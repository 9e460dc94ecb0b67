//! Bitpin MCP Server Library
//!
//! A Model Context Protocol server for the Bitpin cryptocurrency exchange.
//! Provides tools for market data, wallet balances, and order management.
//!
//! # Features
//!
//! - **Market Data**: Markets, tickers, currencies, order books and recent trades
//! - **Account**: Wallet balances, orders and executed trades
//! - **Trading**: Limit, market, stop-limit and OCO orders, cancellation
//!
//! Authenticated calls share one bearer token that is obtained lazily and
//! refreshed shortly before it expires. The server runs over stdio or, with
//! `MCP_TRANSPORT=http`, as a streamable HTTP endpoint.
//!
//! # Example
//!
//! ```rust,ignore
//! use bitpin_mcp::{BitpinClient, Config};
//!
//! #[tokio::main]
//! async fn main() -> Result<(), Box<dyn std::error::Error>> {
//!     let config = Config::from_env()?;
//!     let client = BitpinClient::new(&config)?;
//!     let wallets = client.list_wallets().await?;
//!     println!("{:?}", wallets);
//!     Ok(())
//! }
//! ```

pub mod bitpin;
pub mod config;
pub mod error;
pub mod mcp;
pub mod types;

pub use bitpin::{BitpinClient, TokenManager};
pub use config::Config;
pub use error::{AppError, Result};
pub use mcp::BitpinServer;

- EXERCISE DIRECTIONS
If a line in the data contains the string "Result", copy it.

- OUTPUT BELOW
//! async fn main() -> Result<(), Box<dyn std::error::Error>> {
pub use error::{AppError, Result};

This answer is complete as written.